Yesterday morning, I joined Bill, Jim and William at Amwell. Very little was happening. I missed a few Swallows and Sand Martins that had gone through first thing, and apart from single Ringed and Little Ringed Plovers, that was it. We are overdue on things like Sandpipers, Common Terns and Cuckoo.
After a while we walked up to Tumbling Bay in the hope that a Ruddy Duck seen yesterday might still be around. It wasn't, though scope filling views of a singing Willow Warbler was nice. We then went down to the cottage by the Dragonfly Trail where I saw my first Orange Tips and Brimstones. A single Green Veined White was also seen.

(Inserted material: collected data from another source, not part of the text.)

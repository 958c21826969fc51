//! OpenShift ImageStream API client
//!
//! `{url}/oapi/v1/namespaces/{namespace}/imagestreams` に対して
//! 取得・作成・再インポートを行います。

use crate::auth::TokenResolver;
use crate::error::{OpenShiftError, Result};
use crate::model::{ImageStream, strip_repository_check};
use async_trait::async_trait;
use reqwest::Url;
use serde_json::Value;
use streamsync_core::{
    ClientConnector, PlatformClient, PlatformError, PlatformSettings, StreamDescriptor,
};

/// namespace 未指定時に使う namespace
pub const DEFAULT_NAMESPACE: &str = "default";

const API_PREFIX: [&str; 2] = ["oapi", "v1"];

/// OpenShift API client
pub struct OpenShiftClient {
    client: reqwest::Client,
    base_url: Url,
    default_namespace: String,
    token: Option<String>,
}

impl OpenShiftClient {
    /// 接続設定からクライアントを作成
    pub fn from_settings(settings: &PlatformSettings, resolver: &TokenResolver) -> Result<Self> {
        let base_url = normalize_url(&settings.url)?;
        let token = resolver.resolve(settings.use_auth, settings.token.as_deref())?;

        if !settings.verify_ssl {
            tracing::warn!("TLS certificate verification is disabled for {}", base_url);
        }

        let client = reqwest::Client::builder()
            .danger_accept_invalid_certs(!settings.verify_ssl)
            .build()?;

        Ok(Self {
            client,
            base_url,
            default_namespace: DEFAULT_NAMESPACE.to_string(),
            token,
        })
    }

    /// namespace 未指定時の namespace を変更
    pub fn with_default_namespace(mut self, namespace: impl Into<String>) -> Self {
        self.default_namespace = namespace.into();
        self
    }

    /// ImageStream コレクション（`name` 指定時は個別リソース）の URL
    ///
    /// namespace と name は一つのパスセグメントとしてエンコードされます。
    /// 空文字や `.` / `..` は送信前に `PlatformError::InvalidRequest` になります。
    pub fn stream_url(
        &self,
        namespace: Option<&str>,
        name: Option<&str>,
    ) -> std::result::Result<Url, PlatformError> {
        let namespace = namespace.unwrap_or(&self.default_namespace);
        check_segment("namespace", namespace)?;
        if let Some(name) = name {
            check_segment("name", name)?;
        }

        let mut url = self.base_url.clone();
        {
            let mut path = url.path_segments_mut().map_err(|_| {
                PlatformError::InvalidRequest(format!("{} cannot be a base URL", self.base_url))
            })?;
            path.pop_if_empty()
                .extend(API_PREFIX)
                .push("namespaces")
                .push(namespace)
                .push("imagestreams");
            if let Some(name) = name {
                path.push(name);
            }
        }
        Ok(url)
    }

    /// リクエストを送り、2xx 以外を `PlatformError::Response` に変換
    async fn send(
        &self,
        request: reqwest::RequestBuilder,
    ) -> std::result::Result<reqwest::Response, PlatformError> {
        let request = match &self.token {
            Some(token) => request.bearer_auth(token),
            None => request,
        };

        let response = request
            .send()
            .await
            .map_err(|e| PlatformError::Transport(e.to_string()))?;

        let status = response.status();
        if status.is_success() {
            return Ok(response);
        }

        let message = response
            .text()
            .await
            .unwrap_or_else(|_| status.canonical_reason().unwrap_or("").to_string());
        Err(PlatformError::response(status.as_u16(), message))
    }

    async fn fetch_raw(
        &self,
        name: &str,
        namespace: Option<&str>,
    ) -> std::result::Result<Value, PlatformError> {
        let url = self.stream_url(namespace, Some(name))?;
        tracing::debug!("GET {}", url);

        let response = self.send(self.client.get(url)).await?;
        response
            .json()
            .await
            .map_err(|e| PlatformError::InvalidResponse(e.to_string()))
    }
}

#[async_trait]
impl PlatformClient for OpenShiftClient {
    async fn get_image_stream(
        &self,
        name: &str,
        namespace: Option<&str>,
    ) -> std::result::Result<StreamDescriptor, PlatformError> {
        let raw = self.fetch_raw(name, namespace).await?;
        let stream: ImageStream = serde_json::from_value(raw)
            .map_err(|e| PlatformError::InvalidResponse(e.to_string()))?;
        Ok(stream.into())
    }

    async fn create_image_stream(
        &self,
        name: &str,
        repository: &str,
        namespace: Option<&str>,
    ) -> std::result::Result<StreamDescriptor, PlatformError> {
        let url = self.stream_url(namespace, None)?;
        tracing::debug!("POST {}", url);

        let body = ImageStream::for_repository(name, repository);
        let response = self.send(self.client.post(url).json(&body)).await?;
        let created: ImageStream = response
            .json()
            .await
            .map_err(|e| PlatformError::InvalidResponse(e.to_string()))?;
        Ok(created.into())
    }

    async fn import_image(
        &self,
        name: &str,
        namespace: Option<&str>,
    ) -> std::result::Result<(), PlatformError> {
        let mut raw = self.fetch_raw(name, namespace).await?;

        if !strip_repository_check(&mut raw) {
            tracing::debug!("{} has no repository check annotation yet", name);
        }

        let url = self.stream_url(namespace, Some(name))?;
        tracing::debug!("PUT {}", url);
        self.send(self.client.put(url).json(&raw)).await?;
        Ok(())
    }
}

/// URL を検証し末尾の `/` を取り除く
fn normalize_url(url: &str) -> Result<Url> {
    let trimmed = url.trim().trim_end_matches('/');
    if !(trimmed.starts_with("http://") || trimmed.starts_with("https://")) {
        return Err(OpenShiftError::InvalidUrl(url.to_string()));
    }
    Url::parse(trimmed).map_err(|_| OpenShiftError::InvalidUrl(url.to_string()))
}

/// 一つのパスセグメントとして使えない値を拒否
fn check_segment(what: &str, value: &str) -> std::result::Result<(), PlatformError> {
    if value.is_empty() || value == "." || value == ".." {
        return Err(PlatformError::InvalidRequest(format!(
            "ImageStream {} '{}' is not a valid path segment",
            what, value
        )));
    }
    Ok(())
}

/// プラグインランナー向けのコネクタ
#[derive(Debug, Clone, Default)]
pub struct OpenShiftConnector {
    resolver: TokenResolver,
    default_namespace: Option<String>,
}

impl OpenShiftConnector {
    pub fn new(resolver: TokenResolver) -> Self {
        Self {
            resolver,
            default_namespace: None,
        }
    }

    pub fn with_default_namespace(mut self, namespace: impl Into<String>) -> Self {
        self.default_namespace = Some(namespace.into());
        self
    }
}

impl ClientConnector for OpenShiftConnector {
    fn connect(
        &self,
        settings: &PlatformSettings,
    ) -> std::result::Result<Box<dyn PlatformClient>, PlatformError> {
        let mut client = OpenShiftClient::from_settings(settings, &self.resolver)?;
        if let Some(namespace) = &self.default_namespace {
            client = client.with_default_namespace(namespace.clone());
        }
        Ok(Box::new(client))
    }
}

Back at the view point, the only novelty was a pair of Egyptian Geese.
This morning I went for a walk along the river Beane at Aston End.
In the old plantation in Chells, I saw several Speckled Wood and heard several Chiffchaff and Blackcap. Down by the river, a strange noise turned into a tree full of Jays-eight were flying around. They flew off in twos and threes, but I encountered all of them again further up river.
The Blackthorn is in full bloom , and my first Small Tortoiseshell was taking advantage. The walk produced around seven Peacock and three Commas.
A lichen encrusted Elder was a distraction though getting sharp images with the 100mm Zeiss hand held was a bit difficult.
The usual Little Owl was sunning itself in the horse paddocks, and a single male Kestrel flew by. Further up towards Chells Manor, seven Buzzards were circling in the rather warm air.
Finally while cutting back through the plantation, a single Brimstone was flying with the Speckled Woods.